Being slightly annoyed that NXP obsoleted the SAA1064 chips used
in clock version 3, I decided to design fourth, and maybe final
version. I wanted to to retain all good features of version 3 and
add some new. I also targeted to lower the cost of parts, as the
Maxim DS3231 is very expensive and the SAA display drivers were
not too cheap either. So the LED drivers are replaced with
TLC5925, and RTC is changed to PCF2129. On circuit design the swap
of these parts was quick, but on FW side a little slower, as I had
to write the drivers.
Meanwhile the cost of factory made PCB from China has dropped
also for bigger boards, so there wasn't need for singled side
design anymore, as used in my previous version clocks.
The version 4 uses same 58 mm (2.3") displays as version 3. There are compatible displays available from several manufacturers. The displays must be common anode type. Suitable displays are e.g. Sharlight CM1-2302 series, Kingbright SA23-11 series and also most of the 2.3" displays from eBay.

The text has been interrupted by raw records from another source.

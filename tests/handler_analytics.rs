mod common;

use axum::http::StatusCode;

#[tokio::test]
async fn test_analytics_requires_token() {
    let (state, _backend) = common::create_test_state();
    let server = common::create_test_server(state);

    let response = server.get("/api/analytics/summary").await;

    response.assert_status_unauthorized();
    let json = response.json::<serde_json::Value>();
    assert_eq!(json["error"]["code"], "unauthorized");
}

#[tokio::test]
async fn test_analytics_with_bearer_token() {
    let (state, _backend) = common::create_test_state();
    let server = common::create_test_server(state);

    let response = server
        .get("/api/analytics/trips-by-company?from=2026-01-01&to=2026-01-31")
        .authorization_bearer(common::VALID_TOKEN)
        .await;

    response.assert_status_ok();
    let json = response.json::<serde_json::Value>();
    assert_eq!(json["from"], "2026-01-01");
    assert_eq!(json["to"], "2026-01-31");
    assert_eq!(json["data"][0]["label"], "Northwind Cabs");
    assert_eq!(json["data"][0]["share"], 75.0);
    assert_eq!(json["data"][1]["share"], 25.0);
}

#[tokio::test]
async fn test_analytics_with_session_cookie() {
    let (state, _backend) = common::create_test_state();
    let cookie = common::session_cookie(&state);
    let server = common::create_test_server(state);

    let response = server
        .get("/api/analytics/summary")
        .add_header("Cookie", cookie)
        .await;

    response.assert_status_ok();
    let json = response.json::<serde_json::Value>();
    assert_eq!(json["trips_this_month"], 42);
}

#[tokio::test]
async fn test_analytics_rejects_tampered_cookie() {
    let (state, _backend) = common::create_test_state();
    let cookie = format!("{}tampered", common::session_cookie(&state));
    let server = common::create_test_server(state);

    let response = server
        .get("/api/analytics/summary")
        .add_header("Cookie", cookie)
        .await;

    response.assert_status_unauthorized();
}

#[tokio::test]
async fn test_analytics_passes_backend_401_through() {
    let (state, _backend) = common::create_test_state();
    let server = common::create_test_server(state);

    let response = server
        .get("/api/analytics/summary")
        .authorization_bearer("token-revoked")
        .await;

    response.assert_status(StatusCode::UNAUTHORIZED);
}

#[tokio::test]
async fn test_trips_over_time_fills_every_day() {
    let (state, _backend) = common::create_test_state();
    let server = common::create_test_server(state);

    let response = server
        .get("/api/analytics/trips-over-time?from=2026-03-01&to=2026-03-07")
        .authorization_bearer(common::VALID_TOKEN)
        .await;

    response.assert_status_ok();
    let json = response.json::<serde_json::Value>();
    let data = json["data"].as_array().unwrap();
    assert_eq!(data.len(), 7);
    assert_eq!(data[0]["date"], "2026-03-01");
    assert_eq!(data[0]["value"], 5.0);
    assert_eq!(data[6]["value"], 0.0);
}

#[tokio::test]
async fn test_analytics_rejects_reversed_range() {
    let (state, _backend) = common::create_test_state();
    let server = common::create_test_server(state);

    let response = server
        .get("/api/analytics/trips-by-company?from=2026-02-01&to=2026-01-01")
        .authorization_bearer(common::VALID_TOKEN)
        .await;

    response.assert_status_bad_request();
}
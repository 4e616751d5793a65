//! Session cookie helpers shared by the dashboard and the JSON API.

use axum::http::{HeaderMap, HeaderValue, header::COOKIE};

use crate::state::SESSION_COOKIE;

/// Session lifetime in seconds. The backend may expire the token sooner.
pub const SESSION_MAX_AGE: u64 = 12 * 60 * 60;

/// Reads a cookie value from the `Cookie` header(s).
///
/// Handles multiple cookies per header by splitting on semicolons.
pub fn read_cookie(headers: &HeaderMap, name: &str) -> Option<String> {
    headers
        .get_all(COOKIE)
        .iter()
        .filter_map(|value| value.to_str().ok())
        .flat_map(|cookies| cookies.split(';'))
        .find_map(|cookie| {
            let (key, value) = cookie.trim().split_once('=')?;
            (key == name && !value.is_empty()).then(|| value.to_string())
        })
}

/// The sealed session cookie value, if present.
pub fn session_value(headers: &HeaderMap) -> Option<String> {
    read_cookie(headers, SESSION_COOKIE)
}

/// `Set-Cookie` value establishing a session.
pub fn session_cookie(sealed: &str, secure: bool) -> HeaderValue {
    let mut cookie = format!(
        "{SESSION_COOKIE}={sealed}; Path=/; HttpOnly; SameSite=Lax; Max-Age={SESSION_MAX_AGE}"
    );
    if secure {
        cookie.push_str("; Secure");
    }
    // Sealed values are base64url and hex only.
    HeaderValue::from_str(&cookie).unwrap_or_else(|_| clear_session_cookie())
}

/// `Set-Cookie` value removing the session.
pub fn clear_session_cookie() -> HeaderValue {
    HeaderValue::from_static("fleet_session=; Path=/; HttpOnly; SameSite=Lax; Max-Age=0")
}

#[cfg(test)]
mod tests {
    use super::*;

    #[test]
    fn test_read_cookie_among_others() {
        let mut headers = HeaderMap::new();
        headers.insert(
            COOKIE,
            HeaderValue::from_static("theme=dark; fleet_session=abc.def; lang=en"),
        );

        assert_eq!(session_value(&headers).as_deref(), Some("abc.def"));
        assert_eq!(read_cookie(&headers, "lang").as_deref(), Some("en"));
        assert!(read_cookie(&headers, "missing").is_none());
    }

    #[test]
    fn test_empty_cookie_is_absent() {
        let mut headers = HeaderMap::new();
        headers.insert(COOKIE, HeaderValue::from_static("fleet_session="));
        assert!(session_value(&headers).is_none());
    }

    #[test]
    fn test_session_cookie_attributes() {
        let cookie = session_cookie("abc.def", true);
        let cookie = cookie.to_str().unwrap();
        assert!(cookie.starts_with("fleet_session=abc.def;"));
        assert!(cookie.contains("HttpOnly"));
        assert!(cookie.ends_with("; Secure"));

        assert!(!session_cookie("abc.def", false).to_str().unwrap().contains("Secure"));
    }

    #[test]
    fn test_clear_cookie_matches_name() {
        assert!(
            clear_session_cookie()
                .to_str()
                .unwrap()
                .starts_with(&format!("{SESSION_COOKIE}=;"))
        );
    }
}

The best matching flat top LED for the cheap eBay displays that
I've found is Kingbright WP483SRSGW (or older code Kingbright
L-483SRSGW). This is actually bi-color LED but when mounted as in
assembly drawing, it lights red. I've also used shrink tube around
the LEDs to prevent light leakage from side.
Previous clock used the internal temperature sensor of the DS3231
RTC to show temperature. This wasn't however giving accurate
readings since the power dissipated by displays and drivers was
heating the RTC. Version 4 has connectors to fit two external NTC
thermistors to measure inside and outside temperatures. Suitable
thermistors are available from eBay. They have 10 kohm
resistance beta value of 3950. The thermistors have an XH
connector at one end, which is a Chinese copy of JST
XH series connector. You can use either the genuine JST or
the Chinese replica on the PCB. According to my measurements these
thermistors follow very closely to this
chart on Adafruit website. I measured one thermistor in ice
water 31.87 kohm and in boiling water 652 ohm. The firmware has an
array based on the Adafruit table and in practice the displayed
temperature value seems to follow very closely to a commercial
The remote control support is improved. The firmware supports
Nec, Nec42, Samsung, SIRC, JVC and RC-5 protocols. It also has a
learn function which can be used to teach it to work with any
remote which uses one of the supported protocols. You can use e.g.
an old TV or DVD remote control to control the clock. The IR
receiver should be chosen based on the carrier frequency used by
the protocol. SIRC uses 40 kHz, RC-5 uses 36 kHz and the rest use
38 kHz. However, the 38 kHz works quite well also for SIRC and
RC-5. An example of suitable 38 kHz receiver is Vishay TSOP53438.
It is cheap, sensitive and has good noise rejection.
Time base of the clock is derived from PCF2129AT. It also
provides battery back-up. The power consumption of the RTC is 2.15
µA when in backup mode. A CR2032 battery has a typical capacity of
190 mA so it should last for over 10 years. Of course when clock
is getting power, the battery is not drained. The PCF2129AT is
temperature stabilized and the accuracy is very similar to DS3231
for only fraction of price.
A piezoelectric buzzer can be used to give audible alerts.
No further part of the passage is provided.